# Required work
The line that contains "four PHYLIP layouts." marks the end: retype the data below exactly from its first line through that line.

# The data
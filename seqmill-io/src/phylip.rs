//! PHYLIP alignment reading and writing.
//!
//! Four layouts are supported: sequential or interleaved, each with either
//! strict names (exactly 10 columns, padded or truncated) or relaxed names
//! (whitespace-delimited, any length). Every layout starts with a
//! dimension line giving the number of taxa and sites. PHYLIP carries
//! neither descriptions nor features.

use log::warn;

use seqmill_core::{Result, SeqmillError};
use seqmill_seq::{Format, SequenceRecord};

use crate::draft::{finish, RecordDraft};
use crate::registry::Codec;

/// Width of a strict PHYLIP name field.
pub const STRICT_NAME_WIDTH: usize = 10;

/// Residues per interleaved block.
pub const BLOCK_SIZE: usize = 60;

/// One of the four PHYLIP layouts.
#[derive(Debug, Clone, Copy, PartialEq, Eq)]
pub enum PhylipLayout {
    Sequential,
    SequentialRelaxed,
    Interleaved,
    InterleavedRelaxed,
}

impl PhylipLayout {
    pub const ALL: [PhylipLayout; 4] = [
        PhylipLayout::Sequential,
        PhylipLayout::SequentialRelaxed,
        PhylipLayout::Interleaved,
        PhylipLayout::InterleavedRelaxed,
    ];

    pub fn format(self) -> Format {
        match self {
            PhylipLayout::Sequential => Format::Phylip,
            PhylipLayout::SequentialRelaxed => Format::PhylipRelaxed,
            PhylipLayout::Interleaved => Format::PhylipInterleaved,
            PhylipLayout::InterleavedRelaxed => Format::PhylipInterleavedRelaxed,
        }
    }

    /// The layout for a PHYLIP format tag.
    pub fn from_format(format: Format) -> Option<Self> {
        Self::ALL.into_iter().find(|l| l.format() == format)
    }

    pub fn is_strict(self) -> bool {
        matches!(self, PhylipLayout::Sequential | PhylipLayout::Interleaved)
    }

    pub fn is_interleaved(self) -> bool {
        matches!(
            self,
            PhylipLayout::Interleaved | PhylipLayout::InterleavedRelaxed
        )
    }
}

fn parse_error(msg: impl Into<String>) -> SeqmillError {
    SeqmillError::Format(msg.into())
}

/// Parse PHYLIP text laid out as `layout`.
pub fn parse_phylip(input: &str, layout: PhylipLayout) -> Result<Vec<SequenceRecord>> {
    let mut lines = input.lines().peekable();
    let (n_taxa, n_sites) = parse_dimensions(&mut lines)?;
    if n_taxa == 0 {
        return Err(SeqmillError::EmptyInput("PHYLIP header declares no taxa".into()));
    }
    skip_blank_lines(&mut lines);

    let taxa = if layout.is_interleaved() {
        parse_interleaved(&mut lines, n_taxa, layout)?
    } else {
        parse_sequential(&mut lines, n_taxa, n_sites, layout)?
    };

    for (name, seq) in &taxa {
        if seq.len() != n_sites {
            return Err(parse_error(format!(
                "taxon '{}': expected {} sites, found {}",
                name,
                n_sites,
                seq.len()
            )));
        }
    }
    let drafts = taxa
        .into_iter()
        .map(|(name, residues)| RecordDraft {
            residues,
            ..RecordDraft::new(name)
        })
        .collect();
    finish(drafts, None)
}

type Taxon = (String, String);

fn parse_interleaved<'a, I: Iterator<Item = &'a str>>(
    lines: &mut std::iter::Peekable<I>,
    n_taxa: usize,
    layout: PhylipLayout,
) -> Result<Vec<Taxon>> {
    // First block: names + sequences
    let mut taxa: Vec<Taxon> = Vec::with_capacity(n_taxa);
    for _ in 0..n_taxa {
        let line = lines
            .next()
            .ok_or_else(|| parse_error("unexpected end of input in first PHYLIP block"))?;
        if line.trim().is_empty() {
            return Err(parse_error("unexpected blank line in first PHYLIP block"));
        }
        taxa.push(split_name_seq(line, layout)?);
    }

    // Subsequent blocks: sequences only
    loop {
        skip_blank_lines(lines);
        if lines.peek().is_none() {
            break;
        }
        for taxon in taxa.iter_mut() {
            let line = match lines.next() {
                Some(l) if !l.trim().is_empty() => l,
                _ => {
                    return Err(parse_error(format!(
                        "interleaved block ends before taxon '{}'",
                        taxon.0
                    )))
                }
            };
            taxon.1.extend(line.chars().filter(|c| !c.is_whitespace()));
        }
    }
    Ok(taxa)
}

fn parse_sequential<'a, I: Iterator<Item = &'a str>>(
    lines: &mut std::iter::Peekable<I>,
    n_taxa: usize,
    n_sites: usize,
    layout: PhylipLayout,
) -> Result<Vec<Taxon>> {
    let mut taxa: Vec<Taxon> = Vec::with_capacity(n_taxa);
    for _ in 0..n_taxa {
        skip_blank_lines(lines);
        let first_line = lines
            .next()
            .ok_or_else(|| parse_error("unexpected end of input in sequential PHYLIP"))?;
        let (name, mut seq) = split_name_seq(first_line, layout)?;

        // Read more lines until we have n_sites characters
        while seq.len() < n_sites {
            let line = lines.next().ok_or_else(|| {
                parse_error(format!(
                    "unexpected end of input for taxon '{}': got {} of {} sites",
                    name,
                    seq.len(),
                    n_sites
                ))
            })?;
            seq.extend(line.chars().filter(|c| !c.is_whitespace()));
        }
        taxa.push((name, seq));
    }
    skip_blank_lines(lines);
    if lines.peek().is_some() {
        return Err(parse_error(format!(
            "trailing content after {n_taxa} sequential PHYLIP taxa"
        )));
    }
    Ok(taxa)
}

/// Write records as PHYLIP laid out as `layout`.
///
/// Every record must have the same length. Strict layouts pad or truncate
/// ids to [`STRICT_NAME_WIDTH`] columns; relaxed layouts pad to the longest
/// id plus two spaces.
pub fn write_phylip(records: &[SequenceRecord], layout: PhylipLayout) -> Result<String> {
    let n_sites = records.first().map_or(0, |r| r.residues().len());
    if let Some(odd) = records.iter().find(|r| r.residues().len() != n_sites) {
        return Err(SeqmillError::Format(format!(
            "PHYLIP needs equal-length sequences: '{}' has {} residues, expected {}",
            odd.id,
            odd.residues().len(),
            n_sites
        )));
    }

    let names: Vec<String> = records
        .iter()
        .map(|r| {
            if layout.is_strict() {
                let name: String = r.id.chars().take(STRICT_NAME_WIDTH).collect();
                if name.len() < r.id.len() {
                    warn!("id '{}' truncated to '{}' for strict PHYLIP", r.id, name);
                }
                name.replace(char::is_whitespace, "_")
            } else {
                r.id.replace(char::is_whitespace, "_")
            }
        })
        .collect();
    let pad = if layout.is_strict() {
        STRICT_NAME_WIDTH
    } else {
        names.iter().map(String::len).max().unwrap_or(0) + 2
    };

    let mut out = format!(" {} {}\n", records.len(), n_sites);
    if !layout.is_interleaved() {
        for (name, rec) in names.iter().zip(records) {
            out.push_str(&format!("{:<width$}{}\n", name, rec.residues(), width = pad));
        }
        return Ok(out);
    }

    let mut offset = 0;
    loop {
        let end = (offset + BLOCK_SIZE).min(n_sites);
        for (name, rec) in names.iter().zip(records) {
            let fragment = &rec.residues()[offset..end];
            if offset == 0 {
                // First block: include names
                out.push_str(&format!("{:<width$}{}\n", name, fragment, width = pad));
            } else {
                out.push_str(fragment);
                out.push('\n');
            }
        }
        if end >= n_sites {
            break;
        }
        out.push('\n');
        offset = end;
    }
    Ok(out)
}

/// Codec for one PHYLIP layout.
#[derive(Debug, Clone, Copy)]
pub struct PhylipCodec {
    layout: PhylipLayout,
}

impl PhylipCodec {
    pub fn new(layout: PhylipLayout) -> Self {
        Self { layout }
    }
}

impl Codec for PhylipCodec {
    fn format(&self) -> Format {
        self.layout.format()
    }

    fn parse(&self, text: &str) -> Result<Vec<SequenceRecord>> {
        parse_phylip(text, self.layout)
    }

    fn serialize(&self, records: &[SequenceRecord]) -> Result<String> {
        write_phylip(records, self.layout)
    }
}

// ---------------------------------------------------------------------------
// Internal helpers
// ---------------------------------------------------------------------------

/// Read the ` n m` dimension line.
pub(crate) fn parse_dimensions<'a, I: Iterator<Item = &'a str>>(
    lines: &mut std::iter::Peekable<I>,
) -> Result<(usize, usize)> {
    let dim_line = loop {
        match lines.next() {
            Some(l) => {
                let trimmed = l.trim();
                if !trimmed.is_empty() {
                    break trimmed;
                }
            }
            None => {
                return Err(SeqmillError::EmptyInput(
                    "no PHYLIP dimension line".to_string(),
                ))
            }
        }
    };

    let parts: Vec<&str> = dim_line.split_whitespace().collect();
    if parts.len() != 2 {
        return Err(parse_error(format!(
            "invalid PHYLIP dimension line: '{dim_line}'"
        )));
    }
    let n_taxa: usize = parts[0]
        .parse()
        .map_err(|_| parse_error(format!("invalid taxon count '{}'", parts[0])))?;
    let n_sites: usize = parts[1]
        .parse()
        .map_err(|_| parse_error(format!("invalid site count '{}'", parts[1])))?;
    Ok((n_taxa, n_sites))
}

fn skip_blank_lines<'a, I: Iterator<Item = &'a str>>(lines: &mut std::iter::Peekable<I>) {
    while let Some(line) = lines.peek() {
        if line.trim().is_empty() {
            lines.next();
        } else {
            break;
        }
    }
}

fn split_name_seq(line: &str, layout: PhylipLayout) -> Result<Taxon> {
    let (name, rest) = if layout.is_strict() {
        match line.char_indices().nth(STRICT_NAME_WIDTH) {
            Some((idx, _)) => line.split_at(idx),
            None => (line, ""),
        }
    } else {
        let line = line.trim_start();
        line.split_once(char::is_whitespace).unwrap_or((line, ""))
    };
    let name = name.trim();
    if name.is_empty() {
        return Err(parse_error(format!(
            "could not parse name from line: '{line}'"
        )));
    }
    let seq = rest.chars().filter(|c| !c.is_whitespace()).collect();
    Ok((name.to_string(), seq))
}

# Completed task
filename seqmill-io/src/phylip.rs
//! PHYLIP alignment reading and writing.
//!
//! Four layouts are supported: sequential or interleaved, each with either
//! strict names (exactly 10 columns, padded or truncated) or relaxed names
//! (whitespace-delimited, any length). Every layout starts with a
//! dimension line giving the number of taxa and sites. PHYLIP carries
//! neither descriptions nor features.

use log::warn;

use seqmill_core::{Result, SeqmillError};
use seqmill_seq::{Format, SequenceRecord};

use crate::draft::{finish, RecordDraft};
use crate::registry::Codec;

/// Width of a strict PHYLIP name field.
pub const STRICT_NAME_WIDTH: usize = 10;

/// Residues per interleaved block.
pub const BLOCK_SIZE: usize = 60;

/// One of the four PHYLIP layouts.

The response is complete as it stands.